噛み合わせの悪さがおよぼす滑舌や口腔環境への影響
- 噛み合わせが悪いと歯や口腔環境にどのような影響が出ますか?
- 噛み合わせが悪いと噛んだときに特定の歯に負担がかかり、むし歯や歯周病の原因となります。また、歯並びの状態によっては歯磨きがしにくいため歯に汚れが溜まりやすく、むし歯や歯周病を引き起こす可能性があります。歯磨きを丁寧にしているにも関わらず、むし歯になりやすい方は噛み合わせの悪さが影響しているかもしれません。
- 噛み合わせが悪いと滑舌にも影響が出ますか?
- 噛み合わせが悪いと滑舌に影響が出ることがあります。すきっ歯は、歯と歯の間から息が抜けやすく、発音が不明瞭になることがあります。特にサ行やタ行の発音に影響が出やすいそうです。受け口も噛み合わせの状態によっては、正しい発音が難しくなります。また、出っ歯は上の前歯が前に突き出ているため、お口を閉じて発音するマ行に影響があるのが特徴です。
- 噛み合わせが悪いと身体にも影響が出るというのは本当ですか?
- 実は噛み合わせが悪いと、お口だけではなく身体への不調にも関係します。噛み合わせが崩れることで、顎や首、背骨、股関節など骨格や筋肉に余計な負担がかかるため、肩こり、首の周りのこり、偏頭痛、耳鳴り、腰痛、膝痛などを引き起こすのです。このようにさまざまな不調と関係しているため、噛み合わせの悪さは放置しないようにしましょう。
噛み合わせの治療方法
- 噛み合わせはセルフケアで治せますか?
- 噛み合わせを自力で完全に治すことは難しいそうですが、症状を悪化させないためにセルフケアをすることは大切です。セルフケアには以下の方法があります。
- 前傾姿勢にならないように正しい姿勢を心がける
- 顎の周りの筋肉をほぐす
パソコンやスマートフォンなどを使うと、ついつい顎を前に出した前傾姿勢になりがちです。顎や肩に負担がかからないよう、日常生活で背筋を伸ばすことを意識して過ごしましょう。また、顎の周りの筋肉をほぐすのに割り箸を使ったトレーニングがおすすめです。割り箸を横にくわえてからお口を閉じ、数分間深呼吸をします。痛みが出る場合は、無理して続けないようにしましょう。なお、噛み合わせのズレが重度の場合は歯科医院での診察をおすすめします。
- 噛み合わせの治療方法を教えてください。
- 噛み合わせの代表的な治療方法として、咬合調整やスプリント治療、歯列矯正治療、補綴治療があります。咬合調整は、歯の表面を削ることで噛み合わせのバランスを整える治療法です。この治療により、歯にかかる負担が均等に分散されたり、顎関節の負担を抑えられたりします。スプリント治療は、歯ぎしりや食いしばり、顎関節症などの症状を緩和するため、専用のマウスピースをつかって治療する方法です。歯を削らなくてよいというメリットはありますが、マウスピースをはめると違和感を覚える方もいるでしょう。歯列矯正治療は、咬合調整やスプリント治療では対応できない場合に行います。長期間の治療が必要になりますが、噛み合わせが改善されるだけでなく歯並びもよくなります。ただし基本的に保険が適用されず全額負担となるため高額です。補綴治療は歯が欠けている場合にクラウン(被せ物)やインプラントを用いて歯を補綴する治療法です。歯を補填することで歯の機能が回復し、噛み合わせの崩れの改善を期待できます。
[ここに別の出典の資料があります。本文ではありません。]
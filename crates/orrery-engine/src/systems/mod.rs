pub mod pick;
pub mod scene;
pub mod starfield;
#[cfg(feature = "vectors")]
pub mod vector;
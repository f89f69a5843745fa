pub mod interpolate;
pub mod orbit_cache;
pub mod time;
pub mod units;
- 歯列矯正に使用する矯正装置にはどのような種類がありますか?
- 歯列矯正で使用される矯正装置は、マルチブラケット装置やマウスピース型矯正装置などがあります。マルチブラケット装置で行う治療は、ブラケットと呼ばれる装置を歯に固定し、ワイヤーを通して歯並びを整える方法です。ブラケットは一般的には金属製のものが使用されますが、目立ちにくい透明のプラスチック製やセラミック製、歯の色に近い白色のジルコニア製などもあります。マウスピース型矯正装置は、取り外しが可能な透明なマウスピースを使用します。ワイヤー矯正に比べて目立ちにくいそうですが、1日20時間以上装着が必要なため自己管理が大変と感じる方もいるでしょう。
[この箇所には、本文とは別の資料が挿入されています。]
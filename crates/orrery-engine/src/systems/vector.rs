//! Lyon tessellation of the scene's strokes and small fills.
//!
//! Orbit paths, rings, background stars and the reticle end up here as a
//! flat triangle list the host uploads as-is.

use bytemuck::{Pod, Zeroable};
use glam::Vec2;
use lyon::math::point;
use lyon::path::{Path, Winding};
use lyon::tessellation::{
    BuffersBuilder, FillOptions, FillTessellator, FillVertex, FillVertexConstructor,
    StrokeOptions, StrokeTessellator, StrokeVertex, StrokeVertexConstructor, VertexBuffers,
};

use crate::renderer::traits::Color;

/// Per-vertex data: position plus straight RGBA.
/// 6 floats = 24 bytes per vertex.
#[repr(C)]
#[derive(Debug, Clone, Copy, Default, Pod, Zeroable)]
pub struct VectorVertex {
    pub x: f32,
    pub y: f32,
    pub r: f32,
    pub g: f32,
    pub b: f32,
    pub a: f32,
}

impl VectorVertex {
    pub const FLOATS: usize = 6;
    pub const STRIDE_BYTES: usize = Self::FLOATS * 4;

    fn at(x: f32, y: f32, color: Color) -> Self {
        Self { x, y, r: color.r, g: color.g, b: color.b, a: color.a }
    }
}

struct Tint(Color);

impl FillVertexConstructor<VectorVertex> for Tint {
    fn new_vertex(&mut self, vertex: FillVertex) -> VectorVertex {
        let p = vertex.position();
        VectorVertex::at(p.x, p.y, self.0)
    }
}

impl StrokeVertexConstructor<VectorVertex> for Tint {
    fn new_vertex(&mut self, vertex: StrokeVertex) -> VectorVertex {
        let p = vertex.position();
        VectorVertex::at(p.x, p.y, self.0)
    }
}

/// Tessellators plus the de-indexed output triangles of one frame.
pub struct VectorLayer {
    fill_tess: FillTessellator,
    stroke_tess: StrokeTessellator,
    geometry: VertexBuffers<VectorVertex, u32>,
    vertices: Vec<VectorVertex>,
}

impl VectorLayer {
    pub fn new() -> Self {
        Self {
            fill_tess: FillTessellator::new(),
            stroke_tess: StrokeTessellator::new(),
            geometry: VertexBuffers::new(),
            vertices: Vec::with_capacity(16384),
        }
    }

    pub fn clear(&mut self) {
        self.vertices.clear();
    }

    pub fn vertex_count(&self) -> usize {
        self.vertices.len()
    }

    pub fn as_floats(&self) -> &[f32] {
        bytemuck::cast_slice(&self.vertices)
    }

    pub fn buffer_ptr(&self) -> *const f32 {
        self.vertices.as_ptr() as *const f32
    }

    fn flush_geometry(&mut self) {
        let VertexBuffers { vertices, indices } = &mut self.geometry;
        self.vertices
            .extend(indices.iter().map(|&i| vertices[i as usize]));
        vertices.clear();
        indices.clear();
    }

    pub fn fill_circle(&mut self, center: Vec2, radius: f32, color: Color) {
        if !(radius > 0.0) {
            return;
        }
        let mut builder = Path::builder();
        builder.add_circle(point(center.x, center.y), radius, Winding::Positive);
        let path = builder.build();

        let result = self.fill_tess.tessellate_path(
            &path,
            &FillOptions::tolerance(0.25),
            &mut BuffersBuilder::new(&mut self.geometry, Tint(color)),
        );
        self.commit(result);
    }

    pub fn stroke_circle(&mut self, center: Vec2, radius: f32, width: f32, color: Color) {
        if !(radius > 0.0) {
            return;
        }
        let mut builder = Path::builder();
        builder.add_circle(point(center.x, center.y), radius, Winding::Positive);
        self.stroke(&builder.build(), width, color);
    }

    /// Stroke a polyline. Fewer than two points draw nothing.
    pub fn stroke_path(&mut self, points: &[Vec2], closed: bool, width: f32, color: Color) {
        if points.len() < 2 || points.iter().any(|p| !p.is_finite()) {
            return;
        }
        let mut builder = Path::builder();
        builder.begin(point(points[0].x, points[0].y));
        for p in &points[1..] {
            builder.line_to(point(p.x, p.y));
        }
        builder.end(closed);
        self.stroke(&builder.build(), width, color);
    }

    fn stroke(&mut self, path: &Path, width: f32, color: Color) {
        let result = self.stroke_tess.tessellate_path(
            path,
            &StrokeOptions::tolerance(0.25).with_line_width(width),
            &mut BuffersBuilder::new(&mut self.geometry, Tint(color)),
        );
        self.commit(result);
    }

    /// Keep the staged triangles on success; drop them on failure so they
    /// never leak into the next shape.
    fn commit<E: std::fmt::Debug>(&mut self, result: Result<(), E>) {
        match result {
            Ok(()) => self.flush_geometry(),
            Err(e) => {
                log::debug!("vector: tessellation failed: {e:?}");
                self.geometry.vertices.clear();
                self.geometry.indices.clear();
            }
        }
    }
}

impl Default for VectorLayer {
    fn default() -> Self {
        Self::new()
    }
}

#[cfg(test)]
mod tests {
    use super::*;

    #[test]
    fn vector_vertex_is_24_bytes() {
        assert_eq!(std::mem::size_of::<VectorVertex>(), VectorVertex::STRIDE_BYTES);
    }

    #[test]
    fn closed_orbit_stroke_produces_triangles() {
        let mut layer = VectorLayer::new();
        let ring: Vec<Vec2> = (0..32)
            .map(|i| {
                let a = i as f32 / 32.0 * std::f32::consts::TAU;
                Vec2::new(100.0 + 50.0 * a.cos(), 100.0 + 50.0 * a.sin())
            })
            .collect();
        layer.stroke_path(&ring, true, 1.5, Color::WHITE);
        assert!(layer.vertex_count() > 0);
        assert_eq!(layer.vertex_count() % 3, 0);
        assert_eq!(layer.as_floats().len(), layer.vertex_count() * VectorVertex::FLOATS);
    }

    #[test]
    fn degenerate_inputs_draw_nothing() {
        let mut layer = VectorLayer::new();
        layer.stroke_path(&[Vec2::ZERO], true, 1.0, Color::WHITE);
        layer.stroke_path(&[Vec2::ZERO, Vec2::new(f32::NAN, 1.0)], false, 1.0, Color::WHITE);
        layer.fill_circle(Vec2::ZERO, 0.0, Color::WHITE);
        layer.stroke_circle(Vec2::ZERO, -1.0, 1.0, Color::WHITE);
        assert_eq!(layer.vertex_count(), 0);
    }

    #[test]
    fn fill_circle_carries_color() {
        let mut layer = VectorLayer::new();
        let tint = Color::new(0.2, 0.4, 0.6, 0.8);
        layer.fill_circle(Vec2::new(10.0, 10.0), 2.0, tint);
        assert!(layer.vertex_count() >= 3);
        let floats = layer.as_floats();
        assert_eq!(&floats[2..6], &[0.2, 0.4, 0.6, 0.8]);
    }

    #[test]
    fn failed_tessellation_discards_staged_geometry() {
        let mut layer = VectorLayer::new();
        layer.geometry.vertices.push(VectorVertex::at(1.0, 1.0, Color::WHITE));
        layer.geometry.indices.push(0);
        layer.commit(Err("tessellation failed"));
        assert!(layer.geometry.vertices.is_empty());
        assert!(layer.geometry.indices.is_empty());

        layer.fill_circle(Vec2::new(10.0, 10.0), 2.0, Color::WHITE);
        let floats = layer.as_floats();
        assert!(floats.chunks(VectorVertex::FLOATS).all(|v| v[0] > 7.0 && v[1] > 7.0));
    }

    #[test]
    fn clear_resets_buffer() {
        let mut layer = VectorLayer::new();
        layer.stroke_circle(Vec2::new(5.0, 5.0), 3.0, 1.0, Color::WHITE);
        assert!(layer.vertex_count() > 0);
        layer.clear();
        assert_eq!(layer.vertex_count(), 0);
    }
}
- 歯列矯正で噛み合わせを治療する場合の費用相場を教えてください。
- 歯列矯正は特殊な症例を除いて、一般的には保険が適用できないため全額自己負担となります。ワイヤー矯正表側の費用相場は700,000~900,000円(税込)、裏側は90,000~150,000円(税込)です。また、表側矯正でブラケットやワイヤーを目立たちにくい白色や透明色にする場合は、80,000~100,000円(税込)と少し高くなります。マウスピースの費用相場は80,000~100,000円(税込)です。金属ブラケットの表側矯正と比べると少し費用は高くなります。なお実際の治療内容や地域、歯科医院によって金額の差があるため、費用の詳細は治療する歯科医院で確認することが大切です。また、分割払いが可能な医院もあるため、一括で払うのが難しい方は検討しましょう。
編集部まとめ
今回は、噛み合わせが滑舌に与える影響、噛み合わせが悪くなる原因や治療方法について解説しました。
噛み合わせの悪さは歯周病やむし歯、滑舌にも影響をおよぼします。また、お口の中だけでなく、肩こりなど全身の不調にも関係します。
一見歯並びがきれいでも噛み合わせが悪い可能性があるため、ご自宅で噛み合わせのセルフチェックをしてみて気になる方は歯科医院へ受診しましょう。